Problem description:
Where the string "static" appears in a line of the material below, copy that line.

Data provided:

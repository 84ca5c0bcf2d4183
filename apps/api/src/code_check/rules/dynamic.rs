//! JavaScript, TypeScript and Ruby: advisory checks only.

use std::sync::OnceLock;

use regex::Regex;

use crate::code_check::lexer::SourceView;
use crate::code_check::models::{Findings, Language};
use crate::code_check::rules::LanguageRule;
use crate::util::cached_regex;

pub struct JavaScriptRule;

impl LanguageRule for JavaScriptRule {
    fn language(&self) -> Language {
        Language::Javascript
    }

    fn check_definitions(&self, source: &SourceView<'_>, findings: &mut Findings) {
        static DECL: OnceLock<Regex> = OnceLock::new();
        let decl = cached_regex(&DECL, r"\b(?:let|const|var)\s+[A-Za-z_$]");
        if !decl.is_match(&source.code) && source.raw.len() >= 50 {
            findings.mark_incomplete();
        }
    }

    fn check_style(&self, source: &SourceView<'_>, findings: &mut Findings) {
        static OUTPUT: OnceLock<Regex> = OnceLock::new();
        let output = cached_regex(
            &OUTPUT,
            r"console\.(?:log|error|warn|info)|alert\(|document\.write\(",
        );
        if !output.is_match(&source.code) && source.raw.len() > 30 {
            findings.suggest("Çıktı için console.log() veya benzeri bir yöntem eklenebilir");
        }
    }
}

pub struct TypeScriptRule;

impl LanguageRule for TypeScriptRule {
    fn language(&self) -> Language {
        Language::Typescript
    }

    fn check_style(&self, source: &SourceView<'_>, findings: &mut Findings) {
        static ANNOTATION: OnceLock<Regex> = OnceLock::new();
        let annotation = cached_regex(
            &ANNOTATION,
            r":\s*(?:number|string|boolean|any|unknown|void)\b",
        );
        if !annotation.is_match(&source.code) && source.raw.len() > 50 {
            findings.suggest(
                "TypeScript için tip tanımlamaları eklenebilir (örn: const a: number = 10;)",
            );
        }
    }
}

pub struct RubyRule;

impl LanguageRule for RubyRule {
    fn language(&self) -> Language {
        Language::Ruby
    }

    fn check_style(&self, source: &SourceView<'_>, findings: &mut Findings) {
        static ASSIGN: OnceLock<Regex> = OnceLock::new();
        let assign = cached_regex(&ASSIGN, r"(?m)^\s*@{0,2}\w+\s*=[^=~]");
        if !assign.is_match(&source.code) && source.raw.len() > 50 {
            findings.suggest("Değişken tanımlamaları eklenebilir");
        }
    }
}
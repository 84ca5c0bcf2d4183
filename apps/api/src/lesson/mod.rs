// Lesson directive protocol
// Extracts bracketed tutor directives ([CODE_BLOCK: ...], [MINI_TEST: ...], ...)
// from a model reply and returns the visible text plus typed actions.
// Pure and synchronous; persistence of roadmap/progress is the caller's job.

pub mod completion;
pub mod dedup;
pub mod directives;
pub mod handlers;
pub mod models;
pub mod parser;
pub mod prompts;
pub mod sanitizer;
pub mod scanner;
pub mod segmenter;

Task answer:
        static DECL: OnceLock<Regex> = OnceLock::new();
        static OUTPUT: OnceLock<Regex> = OnceLock::new();
        static ANNOTATION: OnceLock<Regex> = OnceLock::new();
        static ASSIGN: OnceLock<Regex> = OnceLock::new();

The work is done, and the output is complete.